> [Problem requirements] Lines from the listing below that contain the string "arch" are to be reported.

> [Available data]
BEGIN

//! Supervisor: owns one emulator process for its whole lifetime.

use std::net::SocketAddrV4;
use std::path::PathBuf;
use std::sync::Arc;
use std::time::Duration;

use nix::sys::signal::Signal;
use parking_lot::Mutex;
use tokio::io::AsyncWriteExt;
use tokio::process::ChildStdin;
use tokio::sync::watch;

use super::state::{EscalationStep, MachineInfo, MachineState, MachineStatus};
use super::watchers;
use crate::controller::{
    ExitOutcome, OutputBuffer, ProcessControl, SpawnedEmulator, StreamKind, spawn_capture,
    spawn_emulator, spawn_reaper,
};
use crate::errors::{QemuError, QemuResult, RemoteError};
use crate::net::PortAllocator;
use crate::remote::{self, OpenSshClient};
use crate::runtime::constants::emulator;
use crate::runtime::options::{MachineConfig, SupervisorOptions};
use crate::vmm::EmulatorCommand;

/// State shared between the [`Supervisor`] and its background tasks.
///
/// Only the supervisor holds a strong reference; monitors and the reaper hold
/// `Weak` handles and give up once it is gone.
pub(crate) struct MachineInner {
    pub(crate) config: MachineConfig,
    pub(crate) options: SupervisorOptions,
    binary: PathBuf,

    pub(crate) state: Mutex<MachineState>,
    pub(crate) stdout: Arc<OutputBuffer>,
    pub(crate) stderr: Arc<OutputBuffer>,

    stdin: tokio::sync::Mutex<Option<ChildStdin>>,
    control: Mutex<Option<ProcessControl>>,
    exited: watch::Sender<bool>,

    /// Held by `start()` from `Starting` until the process is spawned.
    launch_gate: tokio::sync::Mutex<()>,

    /// Serializes the shutdown protocol. `true` once escalation has run.
    stop_gate: tokio::sync::Mutex<bool>,
}

impl MachineInner {
    fn record_exit(&self, outcome: ExitOutcome) {
        self.state.lock().record_exit(outcome);
        self.exited.send_replace(true);
    }

    fn died(&self) -> bool {
        self.state.lock().died
    }

    /// Wait until the reaper has recorded an exit. `false` on timeout.
    pub(crate) async fn wait_for_exit(&self, timeout: Duration) -> bool {
        let mut rx = self.exited.subscribe();
        matches!(
            tokio::time::timeout(timeout, rx.wait_for(|exited| *exited)).await,
            Ok(Ok(_))
        )
    }

    /// Shutdown protocol.
    ///
    /// Quit escape on stdin, then SIGTERM, then SIGKILL, each step only if the
    /// previous one did not produce an exit. Concurrent callers queue on the
    /// gate; only the first one escalates, the rest wait for the exit.
    /// A stop racing `start()` waits for the spawn and then escalates.
    pub(crate) async fn stop(&self) {
        drop(self.launch_gate.lock().await);
        {
            let mut state = self.state.lock();
            if state.pid.is_none() {
                return;
            }
            state.stop_requested = true;
        }

        let mut escalated = self.stop_gate.lock().await;
        let died = self.died();
        if *escalated || died {
            self.wait_for_exit(self.options.kill_reap).await;
            return self.close_stdin().await;
        }
        *escalated = true;

        let step = self.options.stop_step;

        self.send_quit().await;
        if self.wait_for_exit(step).await {
            tracing::debug!("Emulator quit on request");
            return self.close_stdin().await;
        }

        self.signal(EscalationStep::Terminate, Signal::SIGTERM).await;
        if self.wait_for_exit(step).await {
            return self.close_stdin().await;
        }

        self.signal(EscalationStep::Kill, Signal::SIGKILL).await;
        if !self.wait_for_exit(self.options.kill_reap).await {
            tracing::error!(
                pid = ?self.state.lock().pid,
                "Emulator not reaped after SIGKILL"
            );
        }
        self.close_stdin().await;
    }

    async fn send_quit(&self) {
        let mut stdin = self.stdin.lock().await;
        let Some(pipe) = stdin.as_mut() else {
            return;
        };

        let result = async {
            pipe.write_all(&emulator::QUIT_SEQUENCE).await?;
            pipe.flush().await
        }
        .await;

        match result {
            Ok(()) => {
                self.state.lock().escalation.push(EscalationStep::QuitSequence);
                tracing::debug!("Quit sequence sent");
            }
            Err(e) => tracing::debug!(error = %e, "Failed to write quit sequence"),
        }
    }

    async fn close_stdin(&self) {
        self.stdin.lock().await.take();
    }

    /// Send `signal` through the reaper. Recorded only if it reached a live process.
    async fn signal(&self, step: EscalationStep, signal: Signal) -> bool {
        let Some(control) = self.control.lock().clone() else {
            return false;
        };

        let delivered = control.signal(signal).await;
        if delivered {
            self.state.lock().escalation.push(step);
            tracing::info!(pid = control.pid(), %signal, "Escalated emulator shutdown");
        }
        delivered
    }
}

/// Supervisor for a single emulator process.
///
/// Created from a validated [`MachineConfig`]. `start()` spawns the emulator
/// and its monitors; `stop()` tears it down. Dropping a live supervisor kills
/// the emulator.
pub struct Supervisor {
    inner: Arc<MachineInner>,
}

impl Supervisor {
    // ========================================================================
    // CONSTRUCTION
    // ========================================================================

    /// Validate `config` and create a supervisor with default options.
    pub fn new(config: MachineConfig) -> QemuResult<Self> {
        Self::with_options(config, SupervisorOptions::default())
    }

    /// Validate `config` and create a supervisor with explicit timings.
    ///
    /// Fails with a configuration error before anything is spawned.
    pub fn with_options(config: MachineConfig, options: SupervisorOptions) -> QemuResult<Self> {
        let binary = config.validate()?;
        tracing::debug!(
            arch = %config.arch,
            binary = %binary.display(),
            image = %config.image.name,
            "Machine configured"
        );

        let (exited, _) = watch::channel(false);
        Ok(Self {
            inner: Arc::new(MachineInner {
                config,
                options,
                binary,
                state: Mutex::new(MachineState::new()),
                stdout: Arc::new(OutputBuffer::new()),
                stderr: Arc::new(OutputBuffer::new()),
                stdin: tokio::sync::Mutex::new(None),
                control: Mutex::new(None),
                exited,
                launch_gate: tokio::sync::Mutex::new(()),
                stop_gate: tokio::sync::Mutex::new(false),
            }),
        })
    }

    // ========================================================================
    // LIFECYCLE
    // ========================================================================

    /// Launch the emulator.
    ///
    /// Returns without waiting for the guest to boot. If the process exits
    /// within the startup grace interval, returns
    /// [`QemuError::ImmediateExit`] carrying its stderr; the monitors are
    /// attached either way. A `stop()` issued meanwhile is honored once the
    /// process exists, and `start()` then returns `Ok`.
    pub async fn start(&self) -> QemuResult<()> {
        let launching = self.inner.launch_gate.lock().await;
        {
            let mut state = self.inner.state.lock();
            if !state.status.can_start() {
                return Err(QemuError::InvalidState(format!(
                    "Machine is {}, cannot start",
                    state.status
                )));
            }
            state.transition_to(MachineStatus::Starting)?;
        }

        let addr = match self.launch().await {
            Ok(addr) => addr,
            Err(e) => {
                let _ = self
                    .inner
                    .state
                    .lock()
                    .transition_to(MachineStatus::Configured);
                return Err(e);
            }
        };
        drop(launching);

        let weak = Arc::downgrade(&self.inner);
        watchers::start_panic_watcher(weak.clone());
        if let Some(timeout) = self.inner.config.effective_timeout() {
            watchers::start_timeout_enforcer(weak, timeout);
        }

        tokio::time::sleep(self.inner.options.startup_grace).await;

        let (died, stop_requested, outcome) = {
            let state = self.inner.state.lock();
            (state.died, state.stop_requested, state.exit.clone())
        };
        if stop_requested {
            tracing::debug!(%addr, "Stop requested during startup");
            return Ok(());
        }
        if died {
            self.inner.stderr.wait_closed(self.inner.options.kill_reap).await;
            let status = outcome
                .map(|o| o.to_string())
                .unwrap_or_else(|| "unknown".to_string());
            let stderr = self.inner.stderr.to_string_lossy().trim().to_string();
            tracing::error!(%status, %stderr, "Emulator died immediately");
            return Err(QemuError::ImmediateExit { status, stderr });
        }

        tracing::info!(
            pid = ?self.pid(),
            %addr,
            arch = %self.inner.config.arch,
            "Machine started"
        );
        Ok(())
    }

    /// Reserve a forwarding address, spawn the emulator and attach its
    /// capture tasks and reaper.
    async fn launch(&self) -> QemuResult<SocketAddrV4> {
        let inner = &self.inner;

        let budget = inner.options.port_budget;
        let addr = tokio::task::spawn_blocking(move || PortAllocator::new().budget(budget).allocate())
            .await
            .map_err(|e| QemuError::Internal(format!("port allocation task failed: {}", e)))??;

        let command = EmulatorCommand::new(inner.binary.clone(), &inner.config, addr);
        let SpawnedEmulator {
            child,
            pid,
            stdin,
            stdout,
            stderr,
        } = spawn_emulator(&command)?;

        spawn_capture(stdout, inner.stdout.clone(), StreamKind::Stdout);
        spawn_capture(stderr, inner.stderr.clone(), StreamKind::Stderr);
        *inner.stdin.lock().await = Some(stdin);

        inner.state.lock().mark_live(pid, addr)?;

        let weak = Arc::downgrade(inner);
        let (control, _reaper) = spawn_reaper(child, pid, move |outcome| {
            if let Some(inner) = weak.upgrade() {
                inner.record_exit(outcome);
            }
        });
        *inner.control.lock() = Some(control);

        Ok(addr)
    }

    /// Stop the emulator, escalating from the quit sequence to SIGKILL.
    ///
    /// Safe to call concurrently and repeatedly; a machine that was never
    /// started or has already exited is not signalled again.
    pub async fn stop(&self) {
        self.inner.stop().await;
        self.inner.state.lock().mark_reaped();
    }

    /// Block until the emulator has exited or `timeout` elapses.
    ///
    /// Returns `true` if the exit was observed.
    pub async fn wait_for_exit(&self, timeout: Duration) -> bool {
        if self.inner.state.lock().pid.is_none() {
            return false;
        }
        let exited = self.inner.wait_for_exit(timeout).await;
        if exited {
            self.inner.state.lock().mark_reaped();
        }
        exited
    }

    // ========================================================================
    // ACCESSORS
    // ========================================================================

    pub fn config(&self) -> &MachineConfig {
        &self.inner.config
    }

    pub fn options(&self) -> &SupervisorOptions {
        &self.inner.options
    }

    pub fn status(&self) -> MachineStatus {
        self.inner.state.lock().status
    }

    /// Process exited on its own or was killed.
    pub fn died(&self) -> bool {
        self.inner.died()
    }

    pub fn killed_by_timeout(&self) -> bool {
        self.inner.state.lock().killed_by_timeout()
    }

    pub fn kernel_panic_detected(&self) -> bool {
        self.inner.state.lock().kernel_panic_detected()
    }

    pub fn exit_outcome(&self) -> Option<ExitOutcome> {
        self.inner.state.lock().exit.clone()
    }

    /// Recorded exit error, if the process did not exit cleanly.
    pub fn exit_error(&self) -> Option<String> {
        self.inner
            .state
            .lock()
            .exit
            .as_ref()
            .and_then(ExitOutcome::error_message)
    }

    /// Pid of the running emulator. `None` before start and after exit.
    pub fn pid(&self) -> Option<u32> {
        self.inner.state.lock().live_pid()
    }

    /// Host address:port forwarded to the guest's ssh port.
    pub fn addr(&self) -> Option<SocketAddrV4> {
        self.inner.state.lock().addr
    }

    /// Captured stdout so far (lossy UTF-8).
    pub fn stdout(&self) -> String {
        self.inner.stdout.to_string_lossy()
    }

    /// Captured stderr so far (lossy UTF-8).
    pub fn stderr(&self) -> String {
        self.inner.stderr.to_string_lossy()
    }

    pub fn stdout_buffer(&self) -> &OutputBuffer {
        &self.inner.stdout
    }

    pub fn stderr_buffer(&self) -> &OutputBuffer {
        &self.inner.stderr
    }

    /// Shutdown steps performed so far, in order.
    pub fn escalation(&self) -> Vec<EscalationStep> {
        self.inner.state.lock().escalation.clone()
    }

    /// Ready-to-paste ssh command for the forwarded port.
    pub fn ssh_command(&self) -> Option<String> {
        self.addr().map(remote::ssh_command)
    }

    /// Remote command client bound to the forwarded port.
    pub fn remote(&self) -> QemuResult<OpenSshClient> {
        self.addr()
            .map(OpenSshClient::new)
            .ok_or_else(|| RemoteError::NotRunning.into())
    }

    pub fn info(&self) -> MachineInfo {
        let state = self.inner.state.lock();
        let config = &self.inner.config;
        MachineInfo {
            name: config.image.name.clone(),
            arch: config.arch,
            cpus: config.cpus,
            memory_mib: config.memory_mib,
            status: state.status,
            pid: state.pid,
            addr: state.addr,
            died: state.died,
            killed_by_timeout: state.killed_by_timeout(),
            kernel_panic_detected: state.kernel_panic_detected(),
            exit: state.exit.clone(),
            escalation: state.escalation.clone(),
            started_at: state.started_at,
            exited_at: state.exited_at,
            stdout_bytes: self.inner.stdout.len(),
            stderr_bytes: self.inner.stderr.len(),
        }
    }
}

impl Drop for Supervisor {
    fn drop(&mut self) {
        let live_pid = {
            let state = self.inner.state.lock();
            if state.status.is_live() { state.pid } else { None }
        };
        if let Some(pid) = live_pid
            && let Some(control) = self.inner.control.lock().as_ref()
        {
            tracing::warn!(pid, "Supervisor dropped while emulator running, killing");
            control.signal_nowait(Signal::SIGKILL);
        }
    }
}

END

> [Answer section]
            arch = %config.arch,
            arch = %self.inner.config.arch,
            arch: config.arch,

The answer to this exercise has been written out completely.